* Activity: Transcribe the data in full; each line must match exactly.
(Dataset records)
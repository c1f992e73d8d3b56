use async_trait::async_trait;

use crate::codec::PackedBlob;
use crate::error::{EngineError, LogStoreError};
use crate::types::{IdRange, LogRecord, Lsn, StoreId, Term};

// 结果类型别名
pub type EngineResult<T> = Result<T, EngineError>;
pub type LogStoreResult<T> = Result<T, LogStoreError>;

/// Durable, append-only store of opaque byte records addressed by a
/// monotonically increasing store-local id.
///
/// Implementations know nothing about lsns or terms. Mutations may be
/// buffered but must be visible to reads on the same instance immediately;
/// only `flush` makes them crash safe.
///
/// # Methods
///
/// - `append`: Store `bytes` at `id`. `id` must not be below the current end;
///   ids skipped over stay absent.
/// - `flush`: Durability barrier for every mutation issued before the call.
/// - `read`: Bytes stored at `id`, or `None` when nothing is stored there.
/// - `read_range`: Index aligned reads of `[from, to)`.
/// - `truncate_from`: Drop every id `>= id`.
/// - `compact_upto`: Drop every id `<= id`, advancing the end past `id` if needed.
/// - `recovered_range`: The `[start, end)` id range, as recovered on open and
///   maintained by the calls above.
#[async_trait]
pub trait LogEngine: Send + Sync {
    async fn append(&self, id: StoreId, bytes: Vec<u8>) -> EngineResult<StoreId>;

    async fn flush(&self) -> EngineResult<()>;

    async fn read(&self, id: StoreId) -> EngineResult<Option<Vec<u8>>>;

    async fn read_range(&self, from: StoreId, to: StoreId) -> EngineResult<Vec<Option<Vec<u8>>>>;

    async fn truncate_from(&self, id: StoreId) -> EngineResult<()>;

    async fn compact_upto(&self, id: StoreId) -> EngineResult<()>;

    fn recovered_range(&self) -> IdRange;
}

/// The log contract a consensus layer drives.
///
/// Mutating calls take `&mut self`: one writer per log, serialized by the
/// owning raft role. Reads may run concurrently and always observe the
/// latest completed mutation, flushed or not.
#[async_trait]
pub trait RaftLogStore: Send + Sync {
    /// Lowest lsn still readable.
    fn start_index(&self) -> Lsn;

    /// Lsn the next `append` will receive.
    fn next_slot(&self) -> Lsn;

    /// Highest lsn that would survive a crash right now.
    fn last_durable_index(&self) -> Lsn;

    async fn append(&mut self, term: Term, payload: Vec<u8>) -> LogStoreResult<Lsn>;

    /// Truncate everything at and after `lsn`, then store the record at `lsn`.
    async fn write_at(&mut self, lsn: Lsn, term: Term, payload: Vec<u8>) -> LogStoreResult<()>;

    async fn entry_at(&self, lsn: Lsn) -> LogStoreResult<LogRecord>;

    async fn term_at(&self, lsn: Lsn) -> LogStoreResult<Term>;

    /// Last record, or `LogRecord::sentinel()` when the log is empty.
    async fn last_entry(&self) -> LogStoreResult<LogRecord>;

    /// Records for `[from, to)`. Holes come back as placeholders so the
    /// result always holds `to - from` records.
    async fn log_entries(&self, from: Lsn, to: Lsn) -> LogStoreResult<Vec<LogRecord>>;

    /// Like `log_entries`, but stops before the payload total exceeds
    /// `max_bytes`. Never returns fewer than one record for a non-empty range.
    async fn log_entries_ext(
        &self,
        from: Lsn,
        to: Lsn,
        max_bytes: u64,
    ) -> LogStoreResult<Vec<LogRecord>>;

    async fn compact(&mut self, upto: Lsn) -> LogStoreResult<()>;

    async fn pack(&self, from: Lsn, cnt: u64) -> LogStoreResult<PackedBlob>;

    async fn apply_pack(&mut self, target: Lsn, blob: &PackedBlob) -> LogStoreResult<()>;

    async fn flush(&mut self) -> LogStoreResult<()>;

    /// Called once the consensus layer has appended `cnt` records starting at `start`.
    async fn end_of_append_batch(&mut self, start: Lsn, cnt: u64) -> LogStoreResult<()>;
}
(End Dataset records)
* Written solution:
repository c1f992e73d8d3b56
use async_trait::async_trait;

use crate::codec::PackedBlob;
use crate::error::{EngineError, LogStoreError};
use crate::types::{IdRange, LogRecord, Lsn, StoreId, Term};

// 结果类型别名
pub type EngineResult<T> = Result<T, EngineError>;
pub type LogStoreResult<T> = Result<T, LogStoreError>;

/// Durable, append-only store of opaque byte records addressed by a
/// monotonically increasing store-local id.
///
/// Implementations know nothing about lsns or terms. Mutations may be
/// buffered but must be visible to reads on the same instance immediately;
/// only `flush` makes them crash safe.
///
/// # Methods
///
/// - `append`: Store `bytes` at `id`. `id` must not be below the current end;
///   ids skipped over stay absent.
/// - `flush`: Durability barrier for every mutation issued before the call.
/// - `read`: Bytes stored at `id`, or `None` when nothing is stored there.
/// - `read_range`: Index aligned reads of `[from, to)`.
/// - `truncate_from`: Drop every id `>= id`.
/// - `compact_upto`: Drop every id `<= id`, advancing the end past `id` if needed.
/// - `recovered_range`: The `[start, end)` id range, as recovered on open and
///   maintained by the calls above.
#[async_trait]
pub trait LogEngine: Send + Sync {
    async fn append(&self, id: StoreId, bytes: Vec<u8>) -> EngineResult<StoreId>;

    async fn flush(&self) -> EngineResult<()>;

    async fn read(&self, id: StoreId) -> EngineResult<Option<Vec<u8>>>;

    async fn read_range(&self, from: StoreId, to: StoreId) -> EngineResult<Vec<Option<Vec<u8>>>>;

    async fn truncate_from(&self, id: StoreId) -> EngineResult<()>;

    async fn compact_upto(&self, id: StoreId) -> EngineResult<()>;

    fn recovered_range(&self) -> IdRange;
}

/// The log contract a consensus layer drives.
///
/// Mutating calls take `&mut self`: one writer per log, serialized by the
/// owning raft role. Reads may run concurrently and always observe the
/// latest completed mutation, flushed or not.
#[async_trait]
pub trait RaftLogStore: Send + Sync {
    /// Lowest lsn still readable.
    fn start_index(&self) -> Lsn;

    /// Lsn the next `append` will receive.
    fn next_slot(&self) -> Lsn;

    /// Highest lsn that would survive a crash right now.
    fn last_durable_index(&self) -> Lsn;

    async fn append(&mut self, term: Term, payload: Vec<u8>) -> LogStoreResult<Lsn>;

    /// Truncate everything at and after `lsn`, then store the record at `lsn`.
    async fn write_at(&mut self, lsn: Lsn, term: Term, payload: Vec<u8>) -> LogStoreResult<()>;

    async fn entry_at(&self, lsn: Lsn) -> LogStoreResult<LogRecord>;

    async fn term_at(&self, lsn: Lsn) -> LogStoreResult<Term>;

    /// Last record, or `LogRecord::sentinel()` when the log is empty.
    async fn last_entry(&self) -> LogStoreResult<LogRecord>;

    /// Records for `[from, to)`. Holes come back as placeholders so the
    /// result always holds `to - from` records.
    async fn log_entries(&self, from: Lsn, to: Lsn) -> LogStoreResult<Vec<LogRecord>>;

    /// Like `log_entries`, but stops before the payload total exceeds
    /// `max_bytes`. Never returns fewer than one record for a non-empty range.
    async fn log_entries_ext(
        &self,
        from: Lsn,
        to: Lsn,
        max_bytes: u64,
    ) -> LogStoreResult<Vec<LogRecord>>;

    async fn compact(&mut self, upto: Lsn) -> LogStoreResult<()>;

    async fn pack(&self, from: Lsn, cnt: u64) -> LogStoreResult<PackedBlob>;

    async fn apply_pack(&mut self, target: Lsn, blob: &PackedBlob) -> LogStoreResult<()>;

    async fn flush(&mut self) -> LogStoreResult<()>;

    /// Called once the consensus layer has appended `cnt` records starting at `start`.
    async fn end_of_append_batch(&mut self, start: Lsn, cnt: u64) -> LogStoreResult<()>;
}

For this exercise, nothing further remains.